Márcio Villela assumiu oficialmente a cadeira de vice-presidente de futebol. Ressaltou a importância do Paraná Clube trabalhar com um planejamento orçamentário muito bem definido.

Não prometeu contratações de expressão, mas a montagem de um grupo guerreiro, comprometido com a instituição. Este será o grande desafio de Villela à frente deste setor, com metas bem definidas para 2009. “Vamos buscar primeiro o título estadual e depois tentar fechar o ano de volta à primeira divisão.”

Para superar obstáculos, a palavra mais citada por Villela foi “planejamento”. Um quesito básico no qual o Tricolor deixou a desejar no ano que está findando. Sobre os cortes no orçamento, foi taxativo.

“Trabalharemos com um teto, mas isso não significa que não teremos um time forte. Na prática, a meta é minimizar erros para evitar desperdício”, destacou. Seria um caminho oposto ao percorrido pelo Paraná em 2008, onde utilizou nada menos do que 72 atletas. “Por necessidade, remontamos o time duas vezes. Isso não pode se repetir.”

O vice de futebol que ao lado de Waldomiro Gayer Neto foi o idealizador da volta do Tricolor ao Durival Britto, com a campanha “Vila, tá na hora!”, promete a montagem de um grupo-base já para os primeiros dias de janeiro.

“Vamos ter, até o dia 2, uma espinha dorsal pronta. E a idéia é trazer atletas para o ano todo, não apenas para o Estadual.” Nesse ponto, a participação do técnico Paulo Comelli será decisiva. Villela ressaltou que os nomes indicados pela comissão técnica (e por eventuais parceiros do clube) serão analisados pela diretoria antes da efetivação da contratação.
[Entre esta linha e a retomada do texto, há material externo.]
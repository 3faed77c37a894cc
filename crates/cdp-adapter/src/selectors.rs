//! In-page selector engine.
//!
//! Handles the locator forms the compiler emits: `text=`, `role=...[name=...]`,
//! `label=`, `css=`, `xpath=` and plain CSS. Quoted values match exactly
//! after whitespace normalisation; unquoted ones match case-insensitive
//! substrings. Invalid CSS resolves to nothing instead of throwing.

use serde_json::Value;

pub const RESOLVER: &str = r#"(root, selector) => {
  const norm = (s) => (s || '').replace(/\s+/g, ' ').trim();
  const unquote = (raw) => {
    const s = raw.trim();
    const q = s[0];
    if ((q === '"' || q === "'") && s.length > 1 && s[s.length - 1] === q) {
      return { value: norm(s.slice(1, -1).replace(/\\(.)/g, '$1')), exact: true };
    }
    return { value: norm(s), exact: false };
  };
  const matches = (actual, want) => want.exact
    ? actual === want.value
    : actual.toLowerCase().includes(want.value.toLowerCase());
  const skip = new Set(['SCRIPT', 'STYLE', 'NOSCRIPT', 'TEMPLATE', 'HEAD']);
  const textOf = (el) => norm(el.innerText || el.textContent);
  const all = (sel) => Array.from(root.querySelectorAll(sel)).filter((el) => !skip.has(el.tagName));

  const byText = (spec) => {
    const want = unquote(spec);
    const hit = (el) => matches(textOf(el), want);
    return all('body, body *').find((el) => hit(el) && !Array.from(el.children).some(hit)) || null;
  };

  const implicitRole = (el) => {
    const tag = el.tagName.toLowerCase();
    const type = (el.getAttribute('type') || '').toLowerCase();
    if (tag === 'button') return 'button';
    if (tag === 'a' && el.hasAttribute('href')) return 'link';
    if (tag === 'input') {
      if (['button', 'submit', 'reset', 'image'].includes(type)) return 'button';
      if (type === 'checkbox' || type === 'radio') return type;
      if (type === 'search') return 'searchbox';
      if (['', 'text', 'email', 'tel', 'url', 'password', 'number'].includes(type)) return 'textbox';
      return null;
    }
    if (tag === 'textarea') return 'textbox';
    if (tag === 'select') return 'combobox';
    if (/^h[1-6]$/.test(tag)) return 'heading';
    if (tag === 'img') return 'img';
    if (tag === 'li') return 'listitem';
    if (tag === 'nav') return 'navigation';
    if (tag === 'dialog') return 'dialog';
    return null;
  };
  const roleOf = (el) => norm(el.getAttribute('role')).split(' ')[0] || implicitRole(el);
  const nameOf = (el) => {
    const ids = norm(el.getAttribute('aria-labelledby'));
    if (ids) {
      const text = norm(ids.split(' ').map((id) => {
        const node = el.ownerDocument.getElementById(id);
        return node ? textOf(node) : '';
      }).join(' '));
      if (text) return text;
    }
    const aria = norm(el.getAttribute('aria-label'));
    if (aria) return aria;
    if (el.labels && el.labels.length) return norm(Array.from(el.labels).map(textOf).join(' '));
    if (el.tagName === 'INPUT' && ['button', 'submit', 'reset'].includes((el.type || '').toLowerCase())) {
      return norm(el.value);
    }
    const alt = norm(el.getAttribute('alt'));
    if (alt) return alt;
    return textOf(el) || norm(el.getAttribute('title') || el.getAttribute('placeholder'));
  };
  const byRole = (spec) => {
    const m = spec.trim().match(/^([\w-]+)\s*(?:\[\s*name\s*=\s*(.+)\])?$/);
    if (!m) return null;
    const role = m[1].toLowerCase();
    const name = m[2] ? unquote(m[2]) : null;
    return all('*').find((el) => roleOf(el) === role && (!name || matches(nameOf(el), name))) || null;
  };

  const byLabel = (spec) => {
    const want = unquote(spec);
    const label = all('label').find((l) => l.control && matches(textOf(l), want));
    if (label) return label.control;
    return all('[aria-label]').find((el) => matches(norm(el.getAttribute('aria-label')), want)) || null;
  };

  const byXPath = (expr) => {
    const doc = root.ownerDocument || root;
    return doc.evaluate(expr, root, null, XPathResult.FIRST_ORDERED_NODE_TYPE, null).singleNodeValue;
  };

  try {
    const s = selector.trim();
    if (s.startsWith('text=')) return byText(s.slice(5));
    if (s.startsWith('role=')) return byRole(s.slice(5));
    if (s.startsWith('label=')) return byLabel(s.slice(6));
    if (s.startsWith('css=')) return root.querySelector(s.slice(4));
    if (s.startsWith('xpath=')) return byXPath(s.slice(6));
    if (s.startsWith('//')) return byXPath(s);
    return root.querySelector(s);
  } catch (e) {
    return null;
  }
}"#;

/// Expression that evaluates to the first element matching `selector`, or null.
pub fn locate_expression(selector: &str) -> String {
    let literal = Value::String(selector.to_string()).to_string();
    format!("({RESOLVER})(document, {literal})")
}

/// True when the pointer would land on the element (or a descendant) at its centre.
pub const HIT_TEST: &str = r#"(el) => {
  const r = el.getBoundingClientRect();
  const hit = el.ownerDocument.elementFromPoint(r.left + r.width / 2, r.top + r.height / 2);
  return !!hit && (hit === el || el.contains(hit));
}"#;

pub const DISPATCH_CLICK: &str = r#"(el) => {
  for (const type of ['mousedown', 'mouseup']) {
    el.dispatchEvent(new MouseEvent(type, { bubbles: true, cancelable: true, view: window }));
  }
  el.click();
  return true;
}"#;

pub const DISPATCH_INPUT: &str = r#"(el, value) => {
  el.focus();
  el.value = value;
  el.dispatchEvent(new Event('input', { bubbles: true }));
  el.dispatchEvent(new Event('change', { bubbles: true }));
  return true;
}"#;

/// Focuses and clears an editable element; false if it cannot take text.
pub const PREPARE_FILL: &str = r#"(el) => {
  const editable = el.isContentEditable ||
    el.tagName === 'TEXTAREA' ||
    (el.tagName === 'INPUT' && !['button', 'submit', 'reset', 'checkbox', 'radio', 'file', 'image'].includes((el.type || '').toLowerCase()));
  if (!editable || el.disabled || el.readOnly) return false;
  el.focus();
  if (el.isContentEditable) {
    el.textContent = '';
  } else {
    el.value = '';
  }
  el.dispatchEvent(new Event('input', { bubbles: true }));
  return true;
}"#;

pub const COMMIT_FILL: &str = r#"(el) => {
  el.dispatchEvent(new Event('change', { bubbles: true }));
  return true;
}"#;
“Contamos com o amplo conhecimento do Comelli. Por isso, fizemos um esforço para mantê-lo”, comentou. “Mas vamos trabalhar com um diálogo aberto, procurando sempre trazer as peças certas, dentro da nossa realidade financeira.”

O Paraná pretende trabalhar em 2009 com uma folha mensal em torno de R$ 250 mil (apenas para os atletas). “Se levarmos em conta os encargos e as despesas com demais funcionários do departamento de futebol, esse valor praticamente duplica”, explicou Márcio Villela.

Nesse processo de reformulação do grupo, o vice de futebol pretende também uma potencialização da utilização dos valores revelados pelo clube. “Investimos muito na nossa base ao longo dos últimos meses. Vamos utilizar juniores no time principal, sim”, explicou.

A idéia é armar um grupo com no máximo trinta jogadores, sendo de seis a oito deles formados na base do clube. “Vamos apresentar o nosso CT, o Ninho da Gralha, no próximo dia 19. A partir de fevereiro, ele abrigará todas as nossas categorias de formação de atletas”, lembrou o dirigente.